*About this exercise*: Check each line of the entries below for the word "remaining", and copy the lines that have it.

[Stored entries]
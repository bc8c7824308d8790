//! Wire decoders and the UDP listener harness.
//!
//! Each supported export protocol (NetFlow v9, IPFIX, sFlow v5) implements
//! [`Decoder`]; one listener task per enabled protocol reads datagrams and
//! pushes the normalized flows onto the database input. Decode errors drop
//! the offending packet and never take the listener down.

pub mod ipfix;
pub mod netflow_v9;
pub mod packet;
pub mod sflow;

use std::collections::HashMap;
use std::net::{IpAddr, SocketAddr};
use std::sync::atomic::AtomicU64;
use std::sync::Arc;

use tokio::net::UdpSocket;
use tokio::sync::mpsc;
use tracing::{debug, info};

use crate::database::unix_now;
use crate::error::DecodeError;
use crate::flow::{ip_from_bytes, Flow, Prefix};
use crate::stats::Stats;

/// A flow-export wire decoder.
pub trait Decoder: Send {
    fn name(&self) -> &'static str;

    /// Decode one datagram into normalized flows. `now` is the receive time
    /// in Unix seconds, for protocols that do not carry an export time.
    fn decode(
        &mut self,
        data: &[u8],
        from: SocketAddr,
        now: i64,
    ) -> Result<Vec<Flow>, DecodeError>;
}

/// Listen on `listen` and feed decoded flows into `input` until the
/// database side hangs up.
pub async fn serve_udp<D: Decoder>(
    listen: String,
    mut decoder: D,
    input: mpsc::Sender<Flow>,
    stats: Arc<Stats>,
    packets: fn(&Stats) -> &AtomicU64,
) -> std::io::Result<()> {
    let socket = UdpSocket::bind(&listen).await?;
    info!(%listen, decoder = decoder.name(), "listening");

    let mut buf = vec![0u8; 65535];
    loop {
        let (len, from) = socket.recv_from(&mut buf).await?;
        Stats::inc(packets(&stats));

        match decoder.decode(&buf[..len], from, unix_now()) {
            Ok(flows) => {
                for fl in flows {
                    if input.send(fl).await.is_err() {
                        return Ok(());
                    }
                }
            }
            Err(err) => {
                Stats::inc(&stats.decode_errors);
                debug!(%from, decoder = decoder.name(), %err, "dropping packet");
            }
        }
    }
}

/// Big-endian reader over a datagram, tracking position for error context.
pub(crate) struct Reader<'a> {
    buf: &'a [u8],
    pos: usize,
    protocol: &'static str,
}

impl<'a> Reader<'a> {
    pub fn new(buf: &'a [u8], protocol: &'static str) -> Self {
        Reader {
            buf,
            pos: 0,
            protocol,
        }
    }

    pub fn remaining(&self) -> usize {
        self.buf.len() - self.pos
    }

    pub fn take(&mut self, n: usize) -> Result<&'a [u8], DecodeError> {
        if self.remaining() < n {
            return Err(DecodeError::PacketTooShort {
                protocol: self.protocol,
                needed: self.pos + n,
                have: self.buf.len(),
            });
        }
        let out = &self.buf[self.pos..self.pos + n];
        self.pos += n;
        Ok(out)
    }

    pub fn skip(&mut self, n: usize) -> Result<(), DecodeError> {
        self.take(n).map(|_| ())
    }

    pub fn u8(&mut self) -> Result<u8, DecodeError> {
        Ok(self.take(1)?[0])
    }

    pub fn u16(&mut self) -> Result<u16, DecodeError> {
        let b = self.take(2)?;
        Ok(u16::from_be_bytes([b[0], b[1]]))
    }

    pub fn u32(&mut self) -> Result<u32, DecodeError> {
        let b = self.take(4)?;
        Ok(u32::from_be_bytes([b[0], b[1], b[2], b[3]]))
    }
}

/// Widen a 1-8 byte big-endian field to u64.
pub(crate) fn be_uint(bytes: &[u8]) -> u64 {
    bytes.iter().fold(0u64, |acc, b| acc << 8 | u64::from(*b))
}

// Information element ids shared by NetFlow v9 and IPFIX.
pub(crate) mod ie {
    pub const IN_BYTES: u16 = 1;
    pub const IN_PKTS: u16 = 2;
    pub const PROTOCOL: u16 = 4;
    pub const L4_SRC_PORT: u16 = 7;
    pub const IPV4_SRC_ADDR: u16 = 8;
    pub const SRC_MASK: u16 = 9;
    pub const INPUT_SNMP: u16 = 10;
    pub const L4_DST_PORT: u16 = 11;
    pub const IPV4_DST_ADDR: u16 = 12;
    pub const DST_MASK: u16 = 13;
    pub const OUTPUT_SNMP: u16 = 14;
    pub const IPV4_NEXT_HOP: u16 = 15;
    pub const SRC_AS: u16 = 16;
    pub const DST_AS: u16 = 17;
    pub const IPV6_SRC_ADDR: u16 = 27;
    pub const IPV6_DST_ADDR: u16 = 28;
    pub const IPV6_SRC_MASK: u16 = 29;
    pub const IPV6_DST_MASK: u16 = 30;
    pub const SAMPLING_INTERVAL: u16 = 34;
    pub const IPV6_NEXT_HOP: u16 = 62;
}

/// One field of a template record.
#[derive(Debug, Clone, Copy, PartialEq, Eq)]
pub(crate) struct TemplateField {
    pub id: u16,
    pub len: u16,
}

/// Templates keyed by (exporter, observation domain, template id).
///
/// Both template-based protocols keep one of these per decoder; data
/// records arriving before their template are dropped until it shows up.
#[derive(Debug, Default)]
pub(crate) struct TemplateCache {
    templates: HashMap<(IpAddr, u32, u16), Vec<TemplateField>>,
}

impl TemplateCache {
    pub fn insert(&mut self, exporter: IpAddr, domain: u32, id: u16, fields: Vec<TemplateField>) {
        self.templates.insert((exporter, domain, id), fields);
    }

    pub fn get(&self, exporter: IpAddr, domain: u32, id: u16) -> Option<&[TemplateField]> {
        self.templates
            .get(&(exporter, domain, id))
            .map(|f| f.as_slice())
    }

    pub fn record_len(fields: &[TemplateField]) -> usize {
        fields.iter().map(|f| usize::from(f.len)).sum()
    }
}

/// Decode one fixed-layout data record into a flow.
pub(crate) fn record_to_flow(
    fields: &[TemplateField],
    mut record: &[u8],
    agent: IpAddr,
    timestamp: i64,
) -> Option<Flow> {
    let mut fl = Flow::empty();
    fl.agent = agent;
    fl.timestamp = timestamp;
    fl.packets = 1;
    fl.samplerate = 0;

    let mut src_mask = 0u8;
    let mut dst_mask = 0u8;

    for field in fields {
        let len = usize::from(field.len);
        if record.len() < len {
            return None;
        }
        let (value, rest) = record.split_at(len);
        record = rest;

        match field.id {
            ie::IN_BYTES => fl.size = be_uint(value),
            ie::IN_PKTS => fl.packets = be_uint(value),
            ie::PROTOCOL => fl.protocol = be_uint(value) as u8,
            ie::L4_SRC_PORT => fl.src_port = be_uint(value) as u16,
            ie::L4_DST_PORT => fl.dst_port = be_uint(value) as u16,
            ie::INPUT_SNMP => fl.int_in = be_uint(value) as u32,
            ie::OUTPUT_SNMP => fl.int_out = be_uint(value) as u32,
            ie::SRC_AS => fl.src_as = be_uint(value) as u32,
            ie::DST_AS => fl.dst_as = be_uint(value) as u32,
            ie::SRC_MASK | ie::IPV6_SRC_MASK => src_mask = be_uint(value) as u8,
            ie::DST_MASK | ie::IPV6_DST_MASK => dst_mask = be_uint(value) as u8,
            ie::SAMPLING_INTERVAL => fl.samplerate = be_uint(value),
            ie::IPV4_SRC_ADDR | ie::IPV6_SRC_ADDR => {
                fl.src_addr = ip_from_bytes(value)?;
                fl.family = if fl.src_addr.is_ipv4() { 4 } else { 6 };
            }
            ie::IPV4_DST_ADDR | ie::IPV6_DST_ADDR => {
                fl.dst_addr = ip_from_bytes(value)?;
            }
            ie::IPV4_NEXT_HOP | ie::IPV6_NEXT_HOP => {
                fl.next_hop = ip_from_bytes(value)?;
            }
            _ => {}
        }
    }

    if src_mask > 0 {
        fl.src_pfx = Some(Prefix::new(fl.src_addr, src_mask));
    }
    if dst_mask > 0 {
        fl.dst_pfx = Some(Prefix::new(fl.dst_addr, dst_mask));
    }
    Some(fl)
}
//! Error types.
//!
//! One enum per failure domain:
//!
//! - [`ConfigError`] - configuration loading, fatal at startup
//! - [`QueryError`] - query translation and execution, surfaced as 4xx
//! - [`DecodeError`] - wire decoding, logged and the packet dropped
//! - [`ArchiveError`] - disk archive reads/writes, logged and non-fatal
//! - [`ParseError`] - operand/value parsing shared by the above

use thiserror::Error;

/// Errors from loading and validating the YAML configuration.
#[derive(Error, Debug)]
pub enum ConfigError {
    #[error("unable to read config file {path}: {source}")]
    Read {
        path: String,
        source: std::io::Error,
    },

    #[error("unable to parse yaml: {0}")]
    Parse(#[from] serde_yaml::Error),

    /// Two agents share an `ip_address`.
    #[error("duplicate agent: {0}")]
    DuplicateAgent(String),
}

/// Errors from translating or executing a query.
#[derive(Error, Debug)]
pub enum QueryError {
    #[error("unknown field: {0}")]
    UnknownField(String),

    #[error("invalid breakdown key: {0}")]
    InvalidBreakdownKey(String),

    #[error("invalid operand for {field}: {operand}")]
    InvalidOperand { field: String, operand: String },

    /// Non-equality operators are only evaluated against the timestamp.
    #[error("operator not supported for field {field}")]
    UnsupportedOperator { field: String },

    #[error("Agent criteria not found")]
    AgentCriteriaNotFound,

    #[error("unable to parse query: {0}")]
    Json(#[from] serde_json::Error),
}

/// Errors from decoding a flow-export datagram.
#[derive(Error, Debug)]
pub enum DecodeError {
    #[error("{protocol}: packet too short (need {needed} bytes, have {have})")]
    PacketTooShort {
        protocol: &'static str,
        needed: usize,
        have: usize,
    },

    #[error("{protocol}: unsupported version {version}")]
    UnsupportedVersion {
        protocol: &'static str,
        version: u16,
    },

    #[error("{protocol}: invalid {field}: {reason}")]
    InvalidField {
        protocol: &'static str,
        field: &'static str,
        reason: String,
    },

    /// Data records arrived before the template describing them.
    #[error("{protocol}: no template {template_id} for source {source_id}")]
    UnknownTemplate {
        protocol: &'static str,
        template_id: u16,
        source_id: u32,
    },
}

/// Errors from the on-disk bucket archive.
#[derive(Error, Debug)]
pub enum ArchiveError {
    #[error("I/O error: {0}")]
    Io(#[from] std::io::Error),

    #[error("unable to unmarshal protobuf: {0}")]
    Decode(#[from] prost::DecodeError),
}

/// Errors from parsing textual operands and rendered values.
#[derive(Error, Debug)]
pub enum ParseError {
    #[error("invalid prefix: {0}")]
    InvalidPrefix(String),
}
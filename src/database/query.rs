//! Query model and translation.
//!
//! Queries arrive as a JSON document of string conditions and leave
//! translation as typed conditions ready for direct comparison against
//! flow fields. Translation is also where unsupported shapes are rejected:
//! unknown fields, unknown breakdown labels, and non-equality operators on
//! anything but the timestamp.

use std::net::IpAddr;

use serde::Deserialize;

use crate::database::breakdown::{BreakdownFlags, Field};
use crate::error::QueryError;
use crate::flow::{Flow, Prefix};

/// Comparison operators, numbered as the frontend sends them.
#[derive(Debug, Clone, Copy, PartialEq, Eq)]
pub enum Operator {
    Equal = 0,
    Unequal = 1,
    Smaller = 2,
    Greater = 3,
}

impl Operator {
    pub fn from_wire(op: i64) -> Option<Operator> {
        match op {
            0 => Some(Operator::Equal),
            1 => Some(Operator::Unequal),
            2 => Some(Operator::Smaller),
            3 => Some(Operator::Greater),
            _ => None,
        }
    }
}

/// A condition operand, typed according to its field.
#[derive(Debug, Clone, PartialEq, Eq)]
pub enum Operand {
    Time(i64),
    Port(u16),
    Proto(u8),
    Iface(u32),
    Asn(u32),
    Addr(IpAddr),
    Pfx(Prefix),
    /// Agent referenced by its configured name instead of its address.
    Name(String),
}

/// A single translated query condition.
#[derive(Debug, Clone, PartialEq, Eq)]
pub struct Condition {
    pub field: Field,
    pub operator: Operator,
    pub operand: Operand,
}

/// The internal representation of a query.
#[derive(Debug, Clone, Default)]
pub struct Query {
    pub cond: Vec<Condition>,
    pub breakdown: BreakdownFlags,
    pub top_n: usize,
}

/// External condition as received from the frontend.
#[derive(Debug, Clone, Deserialize)]
pub struct ConditionExt {
    #[serde(rename = "Field")]
    pub field: String,
    #[serde(rename = "Operator")]
    pub operator: i64,
    #[serde(rename = "Operand")]
    pub operand: String,
}

/// External query as received from the frontend.
#[derive(Debug, Clone, Deserialize, Default)]
pub struct QueryExt {
    #[serde(rename = "Cond", default)]
    pub cond: Vec<ConditionExt>,
    #[serde(rename = "Breakdown", default)]
    pub breakdown: Vec<String>,
    #[serde(rename = "TopN", default)]
    pub top_n: usize,
}

impl Condition {
    fn translate(ext: &ConditionExt) -> Result<Condition, QueryError> {
        // "Router" is the historic name for the agent criterion.
        let field = match ext.field.as_str() {
            "Router" => Field::Agent,
            name => Field::from_label(name)
                .ok_or_else(|| QueryError::UnknownField(ext.field.clone()))?,
        };

        let operator = Operator::from_wire(ext.operator).ok_or_else(|| {
            QueryError::InvalidOperand {
                field: ext.field.clone(),
                operand: ext.operator.to_string(),
            }
        })?;

        let invalid = || QueryError::InvalidOperand {
            field: ext.field.clone(),
            operand: ext.operand.clone(),
        };

        let operand = match field {
            Field::Timestamp => Operand::Time(ext.operand.parse().map_err(|_| invalid())?),
            Field::Protocol => Operand::Proto(ext.operand.parse().map_err(|_| invalid())?),
            Field::SrcPort | Field::DstPort => {
                Operand::Port(ext.operand.parse().map_err(|_| invalid())?)
            }
            Field::IntIn | Field::IntOut => {
                // Interface indices travel as 16 bit values on the query
                // surface, as they did historically.
                let idx: u16 = ext.operand.parse().map_err(|_| invalid())?;
                Operand::Iface(u32::from(idx))
            }
            Field::SrcAddr | Field::DstAddr | Field::NextHop => {
                Operand::Addr(ext.operand.parse().map_err(|_| invalid())?)
            }
            Field::Agent => match ext.operand.parse::<IpAddr>() {
                Ok(addr) => Operand::Addr(addr),
                Err(_) => Operand::Name(ext.operand.clone()),
            },
            Field::SrcAs | Field::DstAs | Field::NextHopAs => {
                Operand::Asn(ext.operand.parse().map_err(|_| invalid())?)
            }
            Field::SrcPfx | Field::DstPfx => {
                Operand::Pfx(ext.operand.parse().map_err(|_| invalid())?)
            }
            Field::Family => return Err(QueryError::UnknownField(ext.field.clone())),
        };

        // The indices answer equality only. Ranges are meaningful for the
        // timestamp alone; reject everything else up front instead of
        // silently ignoring the operator at evaluation time.
        if operator != Operator::Equal && field != Field::Timestamp {
            return Err(QueryError::UnsupportedOperator {
                field: ext.field.clone(),
            });
        }

        Ok(Condition {
            field,
            operator,
            operand,
        })
    }
}

/// Translate a query from its external to its internal representation.
pub fn translate_query(ext: &QueryExt) -> Result<Query, QueryError> {
    let mut q = Query {
        cond: Vec::with_capacity(ext.cond.len()),
        breakdown: BreakdownFlags::default(),
        top_n: ext.top_n,
    };

    q.breakdown.set(&ext.breakdown)?;

    for c in &ext.cond {
        q.cond.push(Condition::translate(c)?);
    }

    Ok(q)
}

impl Query {
    /// The timestamp range selected by the conditions, `[start, end]` over
    /// aligned timeslots. Without bounds the range is `[0, now]`.
    pub fn time_range(&self, now: i64, aggregation: i64) -> (i64, i64) {
        let aggregation = aggregation.max(1);
        let mut start = 0i64;
        let mut end = now;
        for c in &self.cond {
            if c.field != Field::Timestamp {
                continue;
            }
            if let Operand::Time(ts) = c.operand {
                match c.operator {
                    Operator::Greater => start = ts,
                    Operator::Smaller => end = ts,
                    Operator::Equal => {
                        start = ts;
                        end = ts;
                    }
                    Operator::Unequal => {}
                }
            }
        }
        start -= start % aggregation;
        (start, end)
    }

    /// The agent equality criterion, resolved to the bucket partition key.
    /// An address operand goes through the configured IP-to-name table;
    /// addresses of unknown agents keep their string form (and match no
    /// resident bucket).
    pub fn agent(
        &self,
        names_by_ip: &std::collections::HashMap<IpAddr, String>,
    ) -> Result<String, QueryError> {
        for c in &self.cond {
            if c.field != Field::Agent || c.operator != Operator::Equal {
                continue;
            }
            return Ok(match &c.operand {
                Operand::Addr(ip) => names_by_ip
                    .get(ip)
                    .cloned()
                    .unwrap_or_else(|| ip.to_string()),
                Operand::Name(name) => name.clone(),
                _ => continue,
            });
        }
        Err(QueryError::AgentCriteriaNotFound)
    }
}

/// Check a single flow against every condition, for archived flows that
/// have no index to consult.
pub fn validate_flow(fl: &Flow, q: &Query) -> bool {
    for c in &q.cond {
        let ok = match (c.field, &c.operand) {
            (Field::Timestamp, Operand::Time(ts)) => match c.operator {
                Operator::Equal => fl.timestamp == *ts,
                Operator::Greater => fl.timestamp > *ts,
                Operator::Smaller => fl.timestamp < *ts,
                Operator::Unequal => fl.timestamp != *ts,
            },
            // Consumed by bucket/file selection.
            (Field::Agent, _) => true,
            (Field::Protocol, Operand::Proto(p)) => fl.protocol == *p,
            (Field::SrcAddr, Operand::Addr(a)) => fl.src_addr == *a,
            (Field::DstAddr, Operand::Addr(a)) => fl.dst_addr == *a,
            (Field::NextHop, Operand::Addr(a)) => fl.next_hop == *a,
            (Field::IntIn, Operand::Iface(i)) => fl.int_in == *i,
            (Field::IntOut, Operand::Iface(i)) => fl.int_out == *i,
            (Field::SrcAs, Operand::Asn(asn)) => fl.src_as == *asn,
            (Field::DstAs, Operand::Asn(asn)) => fl.dst_as == *asn,
            (Field::NextHopAs, Operand::Asn(asn)) => fl.next_hop_as == *asn,
            (Field::SrcPort, Operand::Port(p)) => fl.src_port == *p,
            (Field::DstPort, Operand::Port(p)) => fl.dst_port == *p,
            (Field::SrcPfx, Operand::Pfx(p)) => fl.src_pfx == Some(*p),
            (Field::DstPfx, Operand::Pfx(p)) => fl.dst_pfx == Some(*p),
            _ => true,
        };
        if !ok {
            return false;
        }
    }
    true
}
//! Interface-name mapping.
//!
//! Routers export interfaces as SNMP indices; names make the labels
//! readable. The SNMP poller that maintains the mapping lives outside this
//! crate; the database only depends on this trait.

use std::collections::HashMap;

pub trait IntfMapper: Send + Sync {
    /// Name of interface `id` on `agent`, if the mapping knows it.
    fn interface_name(&self, agent: &str, id: u32) -> Option<String>;

    /// Index of interface `name` on `agent`.
    fn interface_id(&self, agent: &str, name: &str) -> Option<u32>;
}

/// Mapper with no data; every lookup misses.
#[derive(Debug, Default, Clone, Copy)]
pub struct NullMapper;

impl IntfMapper for NullMapper {
    fn interface_name(&self, _agent: &str, _id: u32) -> Option<String> {
        None
    }

    fn interface_id(&self, _agent: &str, _name: &str) -> Option<u32> {
        None
    }
}

/// Fixed mapping, used by tests and static deployments.
#[derive(Debug, Default)]
pub struct StaticMapper {
    by_agent: HashMap<String, HashMap<u32, String>>,
}

impl StaticMapper {
    pub fn new() -> Self {
        StaticMapper::default()
    }

    pub fn add(&mut self, agent: &str, id: u32, name: &str) {
        self.by_agent
            .entry(agent.to_string())
            .or_default()
            .insert(id, name.to_string());
    }
}

impl IntfMapper for StaticMapper {
    fn interface_name(&self, agent: &str, id: u32) -> Option<String> {
        self.by_agent.get(agent)?.get(&id).cloned()
    }

    fn interface_id(&self, agent: &str, name: &str) -> Option<u32> {
        self.by_agent
            .get(agent)?
            .iter()
            .find(|(_, n)| n.as_str() == name)
            .map(|(id, _)| *id)
    }
}
//! Address value object: an absolute `https://` link with accessors for its
//! host, base path and query, and mutators that rewrite the query in place.
//!
//! Nothing here fails on malformed input. Missing parts come back as an empty
//! `&str` or `None`; use [`Address::to_url`] when validation is wanted.

mod error;
pub mod markers;
pub mod query;

pub use error::AddressError;
pub use markers::{PathMarkers, DEFAULT_MARKERS};
pub use query::Query;

use serde::{Deserialize, Serialize};
use std::convert::Infallible;
use std::fmt;
use std::str::FromStr;

/// Scheme every stored address starts with.
pub const SCHEME_PREFIX: &str = "https://";

/// A link address. The stored string always starts with [`SCHEME_PREFIX`].
#[derive(Debug, Clone, PartialEq, Eq, Hash, Serialize, Deserialize)]
#[serde(from = "String", into = "String")]
pub struct Address {
    raw: String,
}

impl Address {
    /// Builds an address, prepending `https://` when the input lacks it.
    /// The rest of the input is stored as given.
    ///
    /// - `Address::new("example.com/a")` → `"https://example.com/a"`
    /// - `Address::new("https://example.com/a")` → unchanged
    pub fn new(input: impl Into<String>) -> Self {
        let input = input.into();
        let raw = if input.starts_with(SCHEME_PREFIX) {
            input
        } else {
            format!("{SCHEME_PREFIX}{input}")
        };
        Self { raw }
    }

    pub fn as_str(&self) -> &str {
        &self.raw
    }

    pub fn into_string(self) -> String {
        self.raw
    }

    /// Text between the first `https://` and the next `/`.
    ///
    /// Everything up to the following `/` counts, so a query directly after the
    /// host (`https://a.com?x=1`) is part of the result.
    pub fn host_name(&self) -> &str {
        let Some((_, rest)) = self.raw.split_once(SCHEME_PREFIX) else {
            return "";
        };
        let segment = match rest.find(SCHEME_PREFIX) {
            Some(next) => &rest[..next],
            None => rest,
        };
        segment.split_once('/').map_or(segment, |(host, _)| host)
    }

    /// Everything before the first `?`.
    pub fn base_path(&self) -> &str {
        self.raw
            .split_once('?')
            .map_or(self.raw.as_str(), |(base, _)| base)
    }

    /// Raw query string after the first `?`, empty when there is none.
    pub fn url_params(&self) -> &str {
        self.raw.split_once('?').map_or("", |(_, query)| query)
    }

    /// Path heuristic using [`DEFAULT_MARKERS`]: `https://example.com/foo` → `foo`.
    pub fn relative_path(&self) -> Option<&str> {
        markers::split_after_first(&self.raw, &DEFAULT_MARKERS)
    }

    pub fn relative_path_with(&self, markers: &PathMarkers) -> Option<&str> {
        markers.split_after_first(&self.raw)
    }

    pub fn query(&self) -> Query {
        Query::parse(self.url_params())
    }

    /// Decoded value of `key`; `None` if absent or present without a value.
    pub fn query_param(&self, key: &str) -> Option<String> {
        self.query().get(key).map(str::to_owned)
    }

    /// Sets `key` to `value` (replacing all previous occurrences) and rewrites
    /// the address as `base_path?query`.
    pub fn change_query_param(&mut self, key: &str, value: impl Into<String>) -> &mut Self {
        let mut query = self.query();
        query.set(key, value);
        self.rewrite(&query);
        tracing::debug!(key, address = %self.raw, "changed query parameter");
        self
    }

    /// Applies `params` in iteration order and rewrites the address once.
    /// Entries with a `None` value are skipped; they never clear a key.
    pub fn set_query_params<I, K, V>(&mut self, params: I) -> &mut Self
    where
        I: IntoIterator<Item = (K, Option<V>)>,
        K: AsRef<str>,
        V: Into<String>,
    {
        let mut query = self.query();
        let mut applied = 0usize;
        for (key, value) in params {
            if let Some(value) = value {
                query.set(key.as_ref(), value);
                applied += 1;
            }
        }
        self.rewrite(&query);
        tracing::debug!(applied, address = %self.raw, "set query parameters");
        self
    }

    /// Owned form of [`change_query_param`](Self::change_query_param).
    pub fn with_query_param(mut self, key: &str, value: impl Into<String>) -> Self {
        self.change_query_param(key, value);
        self
    }

    /// Strict WHATWG parse of the stored string. Never modifies the address.
    pub fn to_url(&self) -> Result<url::Url, AddressError> {
        url::Url::parse(&self.raw).map_err(|source| AddressError::Invalid {
            address: self.raw.clone(),
            source,
        })
    }

    pub fn is_well_formed(&self) -> bool {
        self.to_url().is_ok()
    }

    fn rewrite(&mut self, query: &Query) {
        self.raw = format!("{}?{}", self.base_path(), query);
    }
}

impl fmt::Display for Address {
    fn fmt(&self, f: &mut fmt::Formatter<'_>) -> fmt::Result {
        f.write_str(&self.raw)
    }
}

impl From<String> for Address {
    fn from(input: String) -> Self {
        Self::new(input)
    }
}

impl From<&str> for Address {
    fn from(input: &str) -> Self {
        Self::new(input)
    }
}

impl From<Address> for String {
    fn from(address: Address) -> Self {
        address.raw
    }
}

impl FromStr for Address {
    type Err = Infallible;

    fn from_str(s: &str) -> Result<Self, Self::Err> {
        Ok(Self::new(s))
    }
}

impl AsRef<str> for Address {
    fn as_ref(&self) -> &str {
        &self.raw
    }
}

*Solution*:
    pub fn remaining(&self) -> usize {
        if self.remaining() < n {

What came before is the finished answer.